Soon after the publication of Vindication, Mary travelled to France to report on the Revolution. In Paris she met Gilbert Imlay, an American who had fought in the War of Independence, and, unknown to Mary, a man of questionable moral character and promiscious habits. Mary fell deeply in love, and at first the affection was mutual, but Imlay's absences from Paris became more frequent. By September 1793, Mary had devoted all her feelings, thoughts and actions to the continuance of their relationship. Imlay was away on business, leaving Mary alone in Paris as the Reign of Terror raged around her, when she wrote:

I do not know how I fell into these reflections, excepting one thought produced it -- that these continual separations were necessary to warm your affection. --Of late, we are always separating. --Crack! --crack! --and away you go. ...some melancholy tears have found their way into my eyes, that linger there.

In 1794, Mary joined Imlay in Havre and gave birth to their daughter, Fanny. Imlay soon left Havre for London, and Mary returned to Paris, assured by Imlay that they would be reconciled soon. But in April 1794, Mary's worst fears were realised when she travelled to London to join Imlay, and discovered he was living with a new lover. A letter dated 22 May records Mary's torment:

It seems to me that I have not only lost the hope, but the power of being happy. --Every emotion is now sharpened by anguish. --My soul has been shook, and my tone of feelings destroyed.

In her despair, Mary made her first unsuccessful suicide attempt.

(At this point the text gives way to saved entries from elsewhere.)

//! Biometric prompt orchestration.
//!
//! The controller does not draw anything. The host installs a
//! [`PromptPresenter`] (Android `BiometricPrompt`, `LAContext.evaluatePolicy`,
//! a terminal prompt) which receives a [`PromptRequest`] and a
//! [`PromptResponder`]. The responder is the only way to resolve the
//! challenge and resolves it exactly once. Dropping it counts as a cancel.

use std::collections::VecDeque;
use std::fmt;
use std::sync::atomic::{AtomicUsize, Ordering};
use std::sync::{Arc, Mutex, PoisonError};
use std::time::Duration;

use serde::{Deserialize, Serialize};
use tokio::sync::oneshot;

use crate::clock::Clock;
use crate::error::KeyringError;
use crate::types::{AccessPolicy, AuthContext, BiometricStrength};

/// User-visible prompt strings.
#[derive(Debug, Clone, PartialEq, Eq, Serialize, Deserialize)]
#[serde(default)]
pub struct PromptText {
    /// Prompt title.
    pub title: String,
    /// Line under the title.
    pub subtitle: String,
    /// Label of the dismiss button.
    pub negative_button: String,
}

impl Default for PromptText {
    fn default() -> Self {
        Self {
            title: "Biometric Auth".to_string(),
            subtitle: "Authenticate private key usage".to_string(),
            negative_button: "Abort".to_string(),
        }
    }
}

/// Everything a presenter needs to show one prompt.
#[derive(Debug, Clone, PartialEq, Eq)]
pub struct PromptRequest {
    /// Key being unlocked.
    pub alias: String,
    /// Prompt title.
    pub title: String,
    /// Line under the title.
    pub subtitle: String,
    /// Label of the dismiss button.
    pub negative_button: String,
    /// Biometric class to accept.
    pub strength: BiometricStrength,
    /// How long the resulting authentication may be reused.
    pub reuse_seconds: u32,
}

/// Outcome of one challenge.
#[derive(Debug, Clone, PartialEq, Eq)]
pub enum AuthResult {
    /// The user authenticated.
    Success(AuthContext),
    /// Authentication failed with a platform error.
    Failure {
        /// Platform error code.
        code: i32,
        /// Platform error message.
        message: String,
    },
    /// The user dismissed the prompt, or it was abandoned.
    Cancelled,
}

impl AuthResult {
    /// Convert into the context or the matching error.
    ///
    /// # Errors
    ///
    /// [`KeyringError::AuthenticationFailed`] or [`KeyringError::Cancelled`].
    pub fn into_context(self) -> Result<AuthContext, KeyringError> {
        match self {
            Self::Success(context) => Ok(context),
            Self::Failure { code, message } => {
                Err(KeyringError::AuthenticationFailed { code, message })
            },
            Self::Cancelled => Err(KeyringError::Cancelled),
        }
    }
}

#[derive(Debug)]
enum PromptOutcome {
    Succeeded,
    Failed { code: i32, message: String },
    Cancelled,
}

/// Single-use handle that resolves a pending challenge.
#[derive(Debug)]
#[must_use = "dropping the responder cancels the challenge"]
pub struct PromptResponder {
    tx: oneshot::Sender<PromptOutcome>,
}

impl PromptResponder {
    fn channel() -> (Self, oneshot::Receiver<PromptOutcome>) {
        let (tx, rx) = oneshot::channel();
        (Self { tx }, rx)
    }

    fn resolve(self, outcome: PromptOutcome) {
        // The controller may have timed out and stopped listening.
        let _ = self.tx.send(outcome);
    }

    /// The user authenticated.
    pub fn succeed(self) {
        self.resolve(PromptOutcome::Succeeded);
    }

    /// Authentication failed.
    pub fn fail(self, code: i32, message: impl Into<String>) {
        self.resolve(PromptOutcome::Failed {
            code,
            message: message.into(),
        });
    }

    /// The user dismissed the prompt.
    pub fn cancel(self) {
        self.resolve(PromptOutcome::Cancelled);
    }

    /// Whether the controller is still waiting.
    #[must_use]
    pub fn is_pending(&self) -> bool {
        !self.tx.is_closed()
    }
}

/// UI side of a biometric challenge.
///
/// `present` must return promptly; the responder may be resolved later from
/// any thread.
pub trait PromptPresenter: Send + Sync + fmt::Debug {
    /// Show the prompt described by `request`.
    fn present(&self, request: PromptRequest, responder: PromptResponder);
}

/// Runs biometric challenges through the installed presenter.
#[derive(Debug, Clone)]
pub struct BiometricPromptController {
    presenter: Option<Arc<dyn PromptPresenter>>,
    text: PromptText,
    timeout: Option<Duration>,
    clock: Arc<dyn Clock>,
}

impl BiometricPromptController {
    /// Create a controller.
    ///
    /// Without a presenter every challenge fails with
    /// [`KeyringError::AuthenticationRequired`].
    pub fn new(
        presenter: Option<Arc<dyn PromptPresenter>>,
        text: PromptText,
        timeout: Option<Duration>,
        clock: Arc<dyn Clock>,
    ) -> Self {
        Self {
            presenter,
            text,
            timeout,
            clock,
        }
    }

    /// Whether a presenter is installed.
    #[must_use]
    pub fn has_presenter(&self) -> bool {
        self.presenter.is_some()
    }

    /// Ask the user to authenticate for `alias` under `policy`.
    ///
    /// `pending` is the fresh, not yet evaluated context; on success it comes
    /// back stamped with the time the user authenticated.
    ///
    /// # Errors
    ///
    /// [`KeyringError::AuthenticationRequired`] if no presenter is installed.
    /// User-driven outcomes are reported through [`AuthResult`].
    pub async fn challenge(
        &self,
        alias: &str,
        policy: &AccessPolicy,
        pending: AuthContext,
    ) -> Result<AuthResult, KeyringError> {
        let presenter = self
            .presenter
            .as_ref()
            .ok_or(KeyringError::AuthenticationRequired)?;

        let request = PromptRequest {
            alias: alias.to_string(),
            title: self.text.title.clone(),
            subtitle: self.text.subtitle.clone(),
            negative_button: self.text.negative_button.clone(),
            strength: policy.biometric_strength,
            reuse_seconds: policy.auth_timeout_seconds,
        };

        tracing::debug!(alias = %alias, strength = ?policy.biometric_strength, "Presenting biometric prompt");

        let (responder, rx) = PromptResponder::channel();
        presenter.present(request, responder);

        let outcome = match self.timeout {
            Some(limit) => match tokio::time::timeout(limit, rx).await {
                Ok(received) => received.ok(),
                Err(_) => {
                    tracing::warn!(alias = %alias, timeout_secs = limit.as_secs(), "Biometric prompt timed out");
                    None
                },
            },
            None => rx.await.ok(),
        };

        let result = match outcome {
            Some(PromptOutcome::Succeeded) => AuthResult::Success(pending.authenticated(self.clock.now())),
            Some(PromptOutcome::Failed { code, message }) => {
                tracing::warn!(alias = %alias, code, "Biometric authentication failed");
                AuthResult::Failure { code, message }
            },
            Some(PromptOutcome::Cancelled) | None => {
                tracing::info!(alias = %alias, "Biometric prompt cancelled");
                AuthResult::Cancelled
            },
        };

        Ok(result)
    }
}

/// Scripted answer for [`ScriptedPresenter`].
#[derive(Debug, Clone, PartialEq, Eq)]
pub enum ScriptedResponse {
    /// Succeed immediately.
    Succeed,
    /// Fail immediately.
    Fail {
        /// Error code.
        code: i32,
        /// Error message.
        message: String,
    },
    /// Cancel immediately.
    Cancel,
    /// Drop the responder without answering.
    Abandon,
    /// Keep the responder until [`ScriptedPresenter::release`] is called.
    Hold,
}

/// Presenter that answers from a script, for tests and headless hosts.
///
/// Once the script is exhausted every prompt succeeds.
#[derive(Debug, Default)]
pub struct ScriptedPresenter {
    script: Mutex<VecDeque<ScriptedResponse>>,
    held: Mutex<Vec<PromptResponder>>,
    requests: Mutex<Vec<PromptRequest>>,
    presented: AtomicUsize,
}

impl ScriptedPresenter {
    /// Presenter that always succeeds.
    #[must_use]
    pub fn new() -> Self {
        Self::default()
    }

    /// Presenter that answers with `responses` in order.
    #[must_use]
    pub fn with_script(responses: impl IntoIterator<Item = ScriptedResponse>) -> Self {
        Self {
            script: Mutex::new(responses.into_iter().collect()),
            ..Self::default()
        }
    }

    /// Queue another response.
    pub fn push(&self, response: ScriptedResponse) {
        self.script
            .lock()
            .unwrap_or_else(PoisonError::into_inner)
            .push_back(response);
    }

    /// Number of prompts shown so far.
    #[must_use]
    pub fn prompt_count(&self) -> usize {
        self.presented.load(Ordering::SeqCst)
    }

    /// Requests received so far, oldest first.
    #[must_use]
    pub fn requests(&self) -> Vec<PromptRequest> {
        self.requests
            .lock()
            .unwrap_or_else(PoisonError::into_inner)
            .clone()
    }

    /// Number of prompts currently held open.
    #[must_use]
    pub fn held_count(&self) -> usize {
        self.held.lock().unwrap_or_else(PoisonError::into_inner).len()
    }

    /// Resolve all held prompts with `response`. Returns how many were held.
    pub fn release(&self, response: ScriptedResponse) -> usize {
        let held: Vec<_> = self
            .held
            .lock()
            .unwrap_or_else(PoisonError::into_inner)
            .drain(..)
            .collect();
        let count = held.len();
        for responder in held {
            Self::answer(responder, response.clone());
        }
        count
    }

    fn answer(responder: PromptResponder, response: ScriptedResponse) {
        match response {
            ScriptedResponse::Succeed | ScriptedResponse::Hold => responder.succeed(),
            ScriptedResponse::Fail { code, message } => responder.fail(code, message),
            ScriptedResponse::Cancel => responder.cancel(),
            ScriptedResponse::Abandon => drop(responder),
        }
    }
}

impl PromptPresenter for ScriptedPresenter {
    fn present(&self, request: PromptRequest, responder: PromptResponder) {
        self.presented.fetch_add(1, Ordering::SeqCst);
        self.requests
            .lock()
            .unwrap_or_else(PoisonError::into_inner)
            .push(request);

        let response = self
            .script
            .lock()
            .unwrap_or_else(PoisonError::into_inner)
            .pop_front()
            .unwrap_or(ScriptedResponse::Succeed);

        match response {
            ScriptedResponse::Hold => self
                .held
                .lock()
                .unwrap_or_else(PoisonError::into_inner)
                .push(responder),
            other => Self::answer(responder, other),
        }
    }
}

In April 1795, Mary set out for Norway to conduct business on Imlay's behalf. In early October of the same year, Mary returned to London, but she did so with a heavy heart and a foreboding sense of loss. Imlay had promised to meet her on the homeward journey but did not arrive. Mary reached London to have her suspicions confirmed: Imlay was living with yet another woman. Worn down by sorrow and grief at Imlay's betrayal, Mary resolved to end her life:

I would encounter a thousand deaths, rather than a night like the last. Your treatment has thrown my mind into a state of chaos; yet I am serene. I go to find comfort, and my only fear is, that my poor body will be insulted by an endeavour to recal my existence. But I shall plunge into the Thames where there is the least chance of my being snatched from the death I seek.

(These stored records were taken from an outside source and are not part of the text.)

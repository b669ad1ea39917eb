//! Authentication window behaviour under a manual clock.

use proptest::prelude::*;
use vaultkey_crypto::SignatureAlgorithm;
use vaultkey_keyring::{
    ChallengeConcurrency, Clock, KeyringError, PlatformCapabilities, ProviderConfig, ScriptedResponse,
    WindowState,
};

use crate::Harness;

const ALIAS: &str = "windowed";

async fn sign(harness: &Harness, key: &vaultkey_keyring::SigningKeyPair) -> Result<(), KeyringError> {
    harness
        .provider
        .sign(b"Foo", key, SignatureAlgorithm::Es256)
        .await
        .map(|_| ())
}

#[tokio::test]
async fn window_is_fixed_not_sliding() {
    let harness = Harness::new(PlatformCapabilities::hardware_keystore());
    let ops = harness.biometric_ops(10);
    let key = harness
        .provider
        .create_signing_key(ALIAS, SignatureAlgorithm::Es256, &ops)
        .await
        .unwrap();

    let t0 = harness.clock.now();
    sign(&harness, &key).await.unwrap();
    assert_eq!(harness.presenter.prompt_count(), 1);
    assert_eq!(
        harness.provider.window_state(&key).await,
        WindowState::Valid {
            until: t0 + chrono::Duration::seconds(10)
        }
    );

    for _ in 0..9 {
        harness.clock.advance_secs(1);
        sign(&harness, &key).await.unwrap();
    }
    assert_eq!(harness.presenter.prompt_count(), 1);

    // t0 + 11: past the fixed expiry.
    harness.clock.advance_secs(2);
    assert_eq!(harness.provider.window_state(&key).await, WindowState::Expired);
    sign(&harness, &key).await.unwrap();
    assert_eq!(harness.presenter.prompt_count(), 2);
    assert!(matches!(
        harness.provider.window_state(&key).await,
        WindowState::Valid { .. }
    ));
}

#[tokio::test]
async fn zero_timeout_challenges_every_sign() {
    let harness = Harness::new(PlatformCapabilities::secure_enclave());
    let ops = harness.biometric_ops(0);
    let key = harness
        .provider
        .create_signing_key(ALIAS, SignatureAlgorithm::Es256, &ops)
        .await
        .unwrap();

    for expected in 1..=4 {
        sign(&harness, &key).await.unwrap();
        assert_eq!(harness.presenter.prompt_count(), expected);
    }
}

#[tokio::test]
async fn failed_challenge_keeps_state() {
    let harness = Harness::scripted(
        PlatformCapabilities::hardware_keystore(),
        [
            ScriptedResponse::Fail {
                code: 7,
                message: "Too many attempts".into(),
            },
            ScriptedResponse::Cancel,
            ScriptedResponse::Abandon,
        ],
    );
    let ops = harness.biometric_ops(10);
    let key = harness
        .provider
        .create_signing_key(ALIAS, SignatureAlgorithm::Es256, &ops)
        .await
        .unwrap();

    let err = sign(&harness, &key).await.unwrap_err();
    assert!(matches!(err, KeyringError::AuthenticationFailed { code: 7, .. }));
    assert!(err.is_retryable());
    assert_eq!(
        harness.provider.window_state(&key).await,
        WindowState::AwaitingAuthentication
    );

    assert!(matches!(sign(&harness, &key).await, Err(KeyringError::Cancelled)));
    assert!(matches!(sign(&harness, &key).await, Err(KeyringError::Cancelled)));
    assert_eq!(
        harness.provider.window_state(&key).await,
        WindowState::AwaitingAuthentication
    );

    // Script exhausted: the next prompt succeeds.
    sign(&harness, &key).await.unwrap();
    assert_eq!(harness.presenter.prompt_count(), 4);
}

#[tokio::test]
async fn expired_failure_stays_expired() {
    let harness = Harness::new(PlatformCapabilities::hardware_keystore());
    let ops = harness.biometric_ops(5);
    let key = harness
        .provider
        .create_signing_key(ALIAS, SignatureAlgorithm::Es256, &ops)
        .await
        .unwrap();
    sign(&harness, &key).await.unwrap();

    harness.clock.advance_secs(6);
    harness.presenter.push(ScriptedResponse::Cancel);
    assert!(matches!(sign(&harness, &key).await, Err(KeyringError::Cancelled)));
    assert_eq!(harness.provider.window_state(&key).await, WindowState::Expired);
}

#[tokio::test(start_paused = true)]
async fn unanswered_prompt_times_out_as_cancelled() {
    let config = ProviderConfig::default()
        .challenge_timeout(Some(std::time::Duration::from_secs(30)))
        .concurrency(ChallengeConcurrency::Queue);
    let harness = Harness::with_config(
        PlatformCapabilities::hardware_keystore(),
        config,
        [ScriptedResponse::Hold],
    );
    let ops = harness.biometric_ops(10);
    let key = harness
        .provider
        .create_signing_key(ALIAS, SignatureAlgorithm::Es256, &ops)
        .await
        .unwrap();

    assert!(matches!(sign(&harness, &key).await, Err(KeyringError::Cancelled)));
    assert_eq!(harness.presenter.held_count(), 1);
}

#[tokio::test]
async fn no_auth_key_never_prompts() {
    let harness = Harness::new(PlatformCapabilities::hardware_keystore());
    let ops = harness.provider.platform_ops();
    let key = harness
        .provider
        .create_signing_key(ALIAS, SignatureAlgorithm::Es256, &ops)
        .await
        .unwrap();

    harness.clock.advance_secs(1_000_000);
    sign(&harness, &key).await.unwrap();
    harness.provider.authenticate(&key).await.unwrap();
    assert_eq!(harness.presenter.prompt_count(), 0);
    assert_eq!(harness.provider.window_state(&key).await, WindowState::NoAuthRequired);
}

#[tokio::test]
async fn recreation_resets_window() {
    let harness = Harness::new(PlatformCapabilities::hardware_keystore());
    let ops = harness.biometric_ops(60);
    let key = harness
        .provider
        .create_signing_key(ALIAS, SignatureAlgorithm::Es256, &ops)
        .await
        .unwrap();
    sign(&harness, &key).await.unwrap();

    let fresh = harness
        .provider
        .create_signing_key(ALIAS, SignatureAlgorithm::Es256, &ops)
        .await
        .unwrap();
    assert_eq!(
        harness.provider.window_state(&fresh).await,
        WindowState::AwaitingAuthentication
    );
    sign(&harness, &fresh).await.unwrap();
    assert_eq!(harness.presenter.prompt_count(), 2);
}

proptest! {
    #![proptest_config(ProptestConfig {
        cases: 32,
        max_shrink_iters: 200,
        ..ProptestConfig::default()
    })]

    /// Over a sign schedule, a challenge happens exactly when the window
    /// opened by the previous challenge has lapsed.
    #[test]
    fn challenges_track_expiry(
        timeout in 1u32..30,
        gaps in prop::collection::vec(0i64..40, 1..12)
    ) {
        let runtime = tokio::runtime::Builder::new_current_thread().enable_all().build().unwrap();
        runtime.block_on(async {
            let harness = Harness::new(PlatformCapabilities::hardware_keystore());
            let ops = harness.biometric_ops(timeout);
            let key = harness
                .provider
                .create_signing_key(ALIAS, SignatureAlgorithm::Es256, &ops)
                .await
                .unwrap();

            let mut valid_until: Option<chrono::DateTime<chrono::Utc>> = None;
            let mut expected = 0;
            for gap in gaps {
                harness.clock.advance_secs(gap);
                let now = harness.clock.now();
                if valid_until.map_or(true, |until| now >= until) {
                    expected += 1;
                    valid_until = Some(now + chrono::Duration::seconds(i64::from(timeout)));
                }
                sign(&harness, &key).await.unwrap();
                assert_eq!(harness.presenter.prompt_count(), expected);
            }
        });
    }
}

It was dark and raining when Mary arrived at Putney Bridge, and after walking up and down until her clothes were drenched, she threw herself into the river. She was rescued, though unconscious, and her life was saved.

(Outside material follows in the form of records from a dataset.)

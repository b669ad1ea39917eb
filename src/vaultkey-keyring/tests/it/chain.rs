//! Certificate chain storage.

use proptest::prelude::*;
use vaultkey_crypto::SignatureAlgorithm;
use vaultkey_keyring::{KeyProvider, KeyringError, PlatformCapabilities};

use crate::{software_provider, Harness};

const CHAIN_ALIAS: &str = "BartschlüsselCRT_CHAIN";

fn chain() -> impl Strategy<Value = Vec<Vec<u8>>> {
    prop::collection::vec(prop::collection::vec(any::<u8>(), 0..512), 0..6)
}

proptest! {
    #![proptest_config(ProptestConfig {
        cases: 32,
        max_shrink_iters: 200,
        ..ProptestConfig::default()
    })]

    /// Chains come back byte and order identical, including empty ones.
    #[test]
    fn chain_roundtrip(chain in chain()) {
        let runtime = tokio::runtime::Builder::new_current_thread().enable_all().build().unwrap();
        let (software, emulated) = runtime.block_on(async {
            let provider = software_provider();
            provider.store_certificate_chain(CHAIN_ALIAS, &chain).await.unwrap();
            let software = provider.get_certificate_chain(CHAIN_ALIAS).await.unwrap();

            let harness = Harness::new(PlatformCapabilities::hardware_keystore());
            harness.provider.store_certificate_chain(CHAIN_ALIAS, &chain).await.unwrap();
            let emulated = harness.provider.get_certificate_chain(CHAIN_ALIAS).await.unwrap();
            (software, emulated)
        });
        prop_assert_eq!(&software, &chain);
        prop_assert_eq!(&emulated, &chain);
    }
}

#[tokio::test]
async fn missing_chain() {
    let provider = software_provider();
    assert!(matches!(
        provider.get_certificate_chain(CHAIN_ALIAS).await,
        Err(KeyringError::ChainNotFound { ref alias }) if alias == CHAIN_ALIAS
    ));
}

#[tokio::test]
async fn chain_replaced_on_store() {
    let harness = Harness::new(PlatformCapabilities::hardware_keystore());
    let provider = &harness.provider;

    provider
        .store_certificate_chain(CHAIN_ALIAS, &[vec![1u8], vec![2, 2]])
        .await
        .unwrap();
    provider.store_certificate_chain(CHAIN_ALIAS, &[vec![3u8]]).await.unwrap();

    assert_eq!(provider.get_certificate_chain(CHAIN_ALIAS).await.unwrap(), vec![vec![3u8]]);
}

#[tokio::test]
async fn attestation_chain_can_be_stored() {
    let harness = Harness::new(PlatformCapabilities::hardware_keystore());
    let ops = harness.provider.platform_ops();
    let challenge = vaultkey_crypto::random_bytes(16);

    let tba = harness
        .provider
        .create_tba_key("Bartschlüssel", &challenge, &ops)
        .await
        .unwrap();
    harness
        .provider
        .store_certificate_chain(CHAIN_ALIAS, &tba.attestation_chain)
        .await
        .unwrap();

    let loaded = harness.provider.get_certificate_chain(CHAIN_ALIAS).await.unwrap();
    assert_eq!(loaded, tba.attestation_chain);
    vaultkey_keyring::verify_statement_chain(&loaded, &challenge).unwrap();
}

async fn chain_survives_key_lifecycle(provider: &KeyProvider) {
    let chain = vec![vec![0x30u8, 0x82], vec![0x30, 0x03, 0x01]];
    let ops = provider.platform_ops();
    provider.store_certificate_chain("k", &chain).await.unwrap();

    provider
        .create_signing_key("k", SignatureAlgorithm::Es256, &ops)
        .await
        .unwrap();
    assert_eq!(provider.get_certificate_chain("k").await.unwrap(), chain);

    provider
        .create_signing_key("k", SignatureAlgorithm::Es256, &ops)
        .await
        .unwrap();
    assert_eq!(provider.get_certificate_chain("k").await.unwrap(), chain);

    provider.delete_key("k", &ops).await.unwrap();
    assert!(!provider.has_key("k", &ops).await.unwrap());
    assert_eq!(provider.get_certificate_chain("k").await.unwrap(), chain);
}

#[tokio::test]
async fn key_lifecycle_leaves_chain_alone() {
    chain_survives_key_lifecycle(&software_provider()).await;

    let harness = Harness::new(PlatformCapabilities::hardware_keystore());
    chain_survives_key_lifecycle(&harness.provider).await;

    let harness = Harness::new(PlatformCapabilities::secure_enclave());
    chain_survives_key_lifecycle(&harness.provider).await;
}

In her feverish distress, Mary made one last desperate attempt at reconciliation. She suggested to Imlay she would share a home with him and his new mistress. Imlay acquiesced at first, but shortly afterwards withdrew his agreement.

In one of Mary's final letters to her lover, dated December 1795, hopeful of Imlay's better nature against all evidence to the contrary, the philosopher who had championed women's rationality and independence wrote:

It is strange that, in spite of all you do, something like conviction forces me to believe, that you are not what you appear to be.